In 1984 my parents bought annual passes for my brother and me. We could go whenever we wanted! Disneyland became a weekly treat that I never tired of. I knew every detail of the park and the attractions within. I soon came up with a scheme where I could hit nearly every ride in one day by hitting the popular ones (Space Mountain, Pirates of the Caribbean, Haunted Mansion) when the park opened and the less busy ones (Peoplemover, Monorail, Mark Twain (the steamboat) and the Enchanted Tiki Room) during the day. I knew where to get a burger without standing in line. I knew where to see the Electric parade without waiting on the curb for three hours. When crowds or parades jammed the park, I knew the alternate routes to get where I wanted.

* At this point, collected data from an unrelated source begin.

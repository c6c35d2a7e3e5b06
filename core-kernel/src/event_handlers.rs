use crate::kernel::JudiciaKernel;
use anyhow::Result;
use event_bus::{Event, EventListener, EventManager};
use std::sync::Arc;
use tokio::sync::mpsc;
use uuid::Uuid;

/// Core system event handlers that respond to platform events
pub struct CoreEventHandlers {
    kernel: Arc<JudiciaKernel>,
    event_manager: Arc<EventManager>,
}

impl CoreEventHandlers {
    pub fn new(kernel: Arc<JudiciaKernel>) -> Self {
        let event_manager = kernel.event_manager();
        Self {
            kernel,
            event_manager,
        }
    }
    
    /// Start listening to core system events
    pub async fn start_listening(&self) -> Result<()> {
        let subscriber_id = Uuid::new_v4();
        
        // Subscribe to plugin events
        let plugin_events = self.event_manager
            .subscribe_to_plugin_events(subscriber_id)
            .await?;
        
        // Subscribe to submission events  
        let submission_events = self.event_manager
            .subscribe_to_submission_events(subscriber_id)
            .await?;
        
        // Subscribe to system events
        let system_events = self.event_manager
            .subscribe_to_system_events(subscriber_id)
            .await?;
        
        // Start event processing tasks
        let kernel_arc = self.kernel.clone();
        tokio::spawn(async move {
            Self::handle_plugin_events(kernel_arc, plugin_events).await;
        });
        
        let kernel_arc = self.kernel.clone();
        tokio::spawn(async move {
            Self::handle_submission_events(kernel_arc, submission_events).await;
        });
        
        let kernel_arc = self.kernel.clone();
        tokio::spawn(async move {
            Self::handle_system_events(kernel_arc, system_events).await;
        });
        
        tracing::info!("✅ Core event handlers started listening");
        Ok(())
    }
    
    /// Handle plugin-related events
    async fn handle_plugin_events(
        _kernel: Arc<JudiciaKernel>,
        receiver: mpsc::Receiver<Event>,
    ) {
        let mut listener = EventListener::new(receiver);
        
        let _ = listener.listen(|event| async move {
            match event.event_type.as_str() {
                "plugin.loaded" => {
                    tracing::info!("🔌 Plugin loaded event received: {}", event.id);
                    if let Ok(payload) = serde_json::from_value::<serde_json::Value>(event.payload) {
                        if let Some(plugin_name) = payload.get("plugin_name") {
                            tracing::info!("   Plugin: {}", plugin_name);
                        }
                    }
                }
                "plugin.unloaded" => {
                    tracing::info!("🔌 Plugin unloaded event received: {}", event.id);
                }
                "plugin.error" => {
                    tracing::error!("🔌 Plugin error event received: {}", event.id);
                    if let Ok(payload) = serde_json::from_value::<serde_json::Value>(event.payload) {
                        if let Some(error) = payload.get("error") {
                            tracing::error!("   Error: {}", error);
                        }
                    }
                }
                _ => {
                    tracing::debug!("🔌 Other plugin event: {}", event.event_type);
                }
            }
            Ok(())
        }).await;
    }
    
    /// Handle submission-related events
    async fn handle_submission_events(
        _kernel: Arc<JudiciaKernel>,
        receiver: mpsc::Receiver<Event>,
    ) {
        let mut listener = EventListener::new(receiver);
        
        let _ = listener.listen(|event| async move {
            match event.event_type.as_str() {
                "submission.submitted" => {
                    tracing::info!("📝 Submission submitted event received: {}", event.id);
                    // In a full implementation, this could trigger:
                    // - Validation checks
                    // - Contest timing checks
                    // - Queue the submission for judging
                }
                "submission.judged" => {
                    tracing::info!("⚖️ Submission judged event received: {}", event.id);
                    // In a full implementation, this could trigger:
                    // - Update leaderboards
                    // - Send notifications
                    // - Check for first blood
                }
                "judging.requested" => {
                    tracing::info!("🎯 Judging requested event received: {}", event.id);
                    // This event is handled by the evaluation engine workers
                }
                _ => {
                    tracing::debug!("📝 Other submission event: {}", event.event_type);
                }
            }
            Ok(())
        }).await;
    }
    
    /// Handle system-related events
    async fn handle_system_events(
        _kernel: Arc<JudiciaKernel>,
        receiver: mpsc::Receiver<Event>,
    ) {
        let mut listener = EventListener::new(receiver);
        
        let _ = listener.listen(|event| async move {
            match event.event_type.as_str() {
                "system.maintenance.start" => {
                    tracing::warn!("🔧 System maintenance started: {}", event.id);
                }
                "system.maintenance.end" => {
                    tracing::info!("✅ System maintenance ended: {}", event.id);
                }
                "system.backup.complete" => {
                    tracing::info!("💾 System backup completed: {}", event.id);
                }
                _ => {
                    tracing::debug!("🏛️ Other system event: {}", event.event_type);
                }
            }
            Ok(())
        }).await;
    }
}

/// Utility functions for emitting common events
impl JudiciaKernel {
    /// Emit a system maintenance event
    pub async fn emit_system_maintenance(&self, starting: bool) -> Result<()> {
        let event_type = if starting {
            "system.maintenance.start"
        } else {
            "system.maintenance.end"
        };
        
        self.event_manager().emit_simple_event(
            event_type,
            serde_json::json!({
                "timestamp": chrono::Utc::now(),
                "initiated_by": "core_kernel"
            }),
            None,
        ).await
    }
    
    /// Emit a submission judged event
    pub async fn emit_submission_judged(
        &self,
        submission_id: Uuid,
        user_id: Uuid,
        problem_id: Uuid,
        verdict: &str,
        execution_time_ms: Option<i32>,
        execution_memory_kb: Option<i32>,
    ) -> Result<()> {
        self.event_manager().emit_simple_event(
            "submission.judged",
            serde_json::json!({
                "submission_id": submission_id,
                "user_id": user_id,
                "problem_id": problem_id,
                "verdict": verdict,
                "execution_time_ms": execution_time_ms,
                "execution_memory_kb": execution_memory_kb,
                "timestamp": chrono::Utc::now()
            }),
            None,
        ).await
    }
    
    /// Start the core event handlers
    pub async fn start_event_handlers(self: &Arc<Self>) -> Result<()> {
        let handlers = CoreEventHandlers::new(self.clone());
        handlers.start_listening().await
    }
}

Disneyland never bored me. Each land and attraction put you in a remarkably believable world. For example, when you were in Adventureland, you weren't in a place with jungle decorations- you were in a jungle, thick with palms, broad leafed plants, and thatched roofs. Step a few yards away and you'd be on Main Street, with fresh paint, flower beds, and trolleys. The Pirates of the Caribbean didn't take you past a parade of pirate scenes- it put you in the action: a skull talked to you, bullets and cannons fired over your head, and the burning town seemed ready to collapse on you.
Sometimes my brother and went to Disneyland after school. We'd take the city bus, check into the park, put our homework in the lockers and stay until they shooed us out (politely) at closing time. Then we'd hang out at the Disneyland hotel until our parents got off work and picked us up. Years later they told me they figured we'd get into less trouble at the park than hanging out, unsupervised at home.